What is your name and what is your official designation within the Ministry for Health?
Dr. Marius Caruana and I am a Senior General Practitioner within Primary Health Care.
Where do you work and what
do your duties entail?
I work at the Paola Health Centre and my duties include general practice of walk-in patients including routine and immediate care as
well as running of specialized clinics, for example Diabetes Clinic.
How long have you been
working with the Public Service?
16 years
Are there any specific
qualifications required for your post?
Successful completion of
Doctorate in Medicine and Surgery.
This is followed by two years of Foundation Training
and three years of Specialization in Family Medicine.
What attracted you to take
up your profession and to the health service?
It was always a dream to
be a medical professional. It is a thought which you keep on nurturing and
developing. The drive needs to be that whatever path you take, it keeps giving
you a rewarding feeling of fulfillment.
What motivates you most?
You are there to give aid
through your knowledge, your skills and more importantly through who you are.
If you are all present in the service you are giving, the outcomes will be a
unique driving force for you to keep going. It does not have to be all success.
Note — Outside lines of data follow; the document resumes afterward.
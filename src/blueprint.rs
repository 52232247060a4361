//! Blueprint profile table: hand-authored action weights per
//! (profile, bucket, texture, pot odds).
//!
//! Every branch leaves at least one strictly positive weight, so the
//! normalized output always sums to 1.

use rand::Rng;

use crate::action::{Action, ActionDistribution};
use crate::bucket::HandBucket;
use crate::profile::{Archetype, StrategyProfileConfig};
use crate::texture::BoardTexture;

// ---------------------------------------------------------------------------
// Table constants
// ---------------------------------------------------------------------------

const BASE_CHECK: f64 = 0.4;
const BASE_CALL: f64 = 0.2;
const BASE_RAISE: f64 = 0.1;
const BASE_FOLD: f64 = 0.3;

/// Pot odds below this make a marginal made hand an easy call.
pub const GOOD_POT_ODDS: f64 = 0.25;

/// Chance that a polarized profile turns a trash hand into a bluff.
pub const TRASH_BLUFF_GATE: f64 = 0.15;
const MIN_BLUFF_WEIGHT: f64 = 0.05;
const MAX_BLUFF_WEIGHT: f64 = 0.3;

const BLUFF_HEAVY_DRAW_BOOST: f64 = 1.5;
const WET_DRAW_RAISE_SCALE: f64 = 1.2;
const WET_MONSTER_RAISE_SCALE: f64 = 1.1;

/// Remaining mass on draws never drops below this after the raise share.
const MIN_DRAW_REMAINDER: f64 = 0.1;

// ---------------------------------------------------------------------------
// Profile scalars
// ---------------------------------------------------------------------------

/// The two scalars a profile contributes to the table.
#[derive(Debug, Clone, Copy, PartialEq)]
pub struct ProfileScalars {
    pub archetype: Archetype,
    pub aggression: f64,
    pub polarized: bool,
    pub bluff_frequency: f64,
}

impl ProfileScalars {
    pub fn from_profile(profile: &StrategyProfileConfig) -> Self {
        let archetype = profile.archetype().unwrap_or(Archetype::Balanced);
        let aggression = if profile.aggression_factor.is_finite() {
            profile.aggression_factor.max(0.0)
        } else {
            1.0
        };
        ProfileScalars {
            archetype,
            aggression,
            polarized: archetype.is_polarized(),
            bluff_frequency: profile.bluff_frequency,
        }
    }
}

fn texture_raise_scale(texture: BoardTexture, bucket: HandBucket) -> f64 {
    let wet = matches!(texture, BoardTexture::Wet | BoardTexture::Monotone);
    match bucket {
        HandBucket::StrongDraw | HandBucket::WeakDraw if wet => WET_DRAW_RAISE_SCALE,
        HandBucket::Monster if wet => WET_MONSTER_RAISE_SCALE,
        _ => 1.0,
    }
}

// ---------------------------------------------------------------------------
// Table
// ---------------------------------------------------------------------------

/// Unnormalized blueprint weights. The only randomness is the trash-hand
/// bluff gate for polarized profiles.
pub fn raw_distribution<R: Rng>(
    profile: &StrategyProfileConfig,
    bucket: HandBucket,
    texture: BoardTexture,
    pot_odds: f64,
    rng: &mut R,
) -> ActionDistribution {
    let s = ProfileScalars::from_profile(profile);
    let tex = texture_raise_scale(texture, bucket);

    let mut dist = ActionDistribution::new(BASE_CHECK, BASE_CALL, BASE_RAISE * s.aggression, BASE_FOLD);

    match bucket {
        HandBucket::Monster => {
            if s.archetype == Archetype::Trapping {
                // Slow-play: let the opponent keep betting.
                dist.set(Action::Check, 0.35);
                dist.set(Action::Call, 0.5);
                dist.set(Action::Raise, 0.15 * s.aggression);
            } else {
                dist.set(Action::Check, 0.05);
                dist.set(Action::Call, 0.15);
                dist.set(Action::Raise, 0.8 * s.aggression * tex);
            }
            dist.set(Action::Fold, 0.0);
        }
        HandBucket::StrongMade => {
            dist.set(Action::Check, 0.1);
            dist.set(Action::Call, 0.4);
            dist.set(Action::Raise, 0.5 * s.aggression);
            dist.set(Action::Fold, 0.0);
        }
        HandBucket::MarginalMade => {
            if pot_odds < GOOD_POT_ODDS {
                dist.set(Action::Check, 0.3);
                dist.set(Action::Call, 0.55);
                dist.set(Action::Raise, 0.05 * s.aggression);
                dist.set(Action::Fold, 0.1);
            } else if s.polarized {
                dist.set(Action::Check, 0.15);
                dist.set(Action::Call, 0.15);
                dist.set(Action::Raise, 0.15 * s.aggression);
                dist.set(Action::Fold, 0.55);
            } else {
                dist.set(Action::Check, 0.15);
                dist.set(Action::Call, 0.45);
                dist.set(Action::Raise, 0.0);
                dist.set(Action::Fold, 0.4);
            }
        }
        HandBucket::StrongDraw | HandBucket::WeakDraw => {
            let (raise_base, call, check, fold) = if bucket == HandBucket::StrongDraw {
                (0.35, 0.45, 0.4, 0.15)
            } else {
                (0.15, 0.3, 0.45, 0.25)
            };
            let boost = if s.archetype == Archetype::BluffHeavy {
                BLUFF_HEAVY_DRAW_BOOST
            } else {
                1.0
            };
            let raise = raise_base * s.aggression * tex * boost;
            let rest = (1.0 - raise).max(MIN_DRAW_REMAINDER);
            dist.set(Action::Raise, raise);
            dist.set(Action::Call, call * rest);
            dist.set(Action::Check, check * rest);
            dist.set(Action::Fold, fold * rest);
        }
        HandBucket::Trash => {
            dist.set(Action::Check, BASE_CHECK);
            dist.set(Action::Call, 0.0);
            dist.set(Action::Raise, 0.0);
            dist.set(Action::Fold, 0.6);
            if s.polarized && rng.gen::<f64>() < TRASH_BLUFF_GATE {
                let bluff = s.bluff_frequency.clamp(MIN_BLUFF_WEIGHT, MAX_BLUFF_WEIGHT);
                dist.set(Action::Raise, bluff);
            }
        }
    }

    dist
}

/// Blueprint weights normalized to sum to 1.
pub fn blueprint_distribution<R: Rng>(
    profile: &StrategyProfileConfig,
    bucket: HandBucket,
    texture: BoardTexture,
    pot_odds: f64,
    rng: &mut R,
) -> ActionDistribution {
    let dist = raw_distribution(profile, bucket, texture, pot_odds, rng).normalized();
    log::debug!(
        "blueprint {} {} {} odds={:.3}: {}",
        profile.name,
        bucket,
        texture,
        pot_odds,
        dist
    );
    dist
}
You keep developing, learning and become better even from things which could
have been done better. The genuine appreciation given by patients who feel
helped is irreplaceable.
What about the teamwork
between different professions/roles involved in relation to patient care?
Working in the health
service gives you the opportunity of both intra and inter-professional
co-operation which can be maximized to give best service to the patients. As of
late, the trend was towards highly specialized service, requiring the input of
multiple allied health care professionals. Family Medicine is a field which is
inherently general in its approach and thus the GP’s ability to co-ordinate a
multidisciplinary team round the patient’s needs has become an elementary
skill.
Can you give us one
challenge and one success story?
A challenge for Primary
Health Care is to re-establish the focal point of Maltese health care provision
to the community. The building of a modern and highly functional hospital like
Mater Dei had shifted this focus into secondary care. With an increasingly
growing population, there needs to be a reverse back to the community, a
process which has already started and needs to keep on being refined.
General practice in Malta
has gone through multiple successes during the past years. The establishment of
a local specialization in Family Medicine, under the auspices of the Malta
College of Family Medicine and supported by the Ministry of Health, has created
the opportunity for more doctors to take up this career, enriching the service
through the diversity of its members.
The introduction of the
Electronic Patients’ Records (EPR) by Primary Health Care is another milestone
worth mentioning. It has propelled the service into the digital age, enhancing
both the patient’s experience and opening wide the doors for research into the
work we do.
What advice would you give
to young students considering taking up this profession?
If you care about the
well-being of others then it is the right path for you. Yes it needs long-hours
of studying, yes it needs working grueling nights but the satisfaction given by
a job done well will help you find your path through the meshwork.
What are the benefits of
working with the public service?
The public service is
increasingly becoming like a large community of its own. Via the digitalization
of the public services and higher inter departmental co-operation, the service
is able to provide a structure which will help you nurture your career while
providing you the opportunity to balance work performance and quality of life
via both an Employee Support Program and Family friendly measures.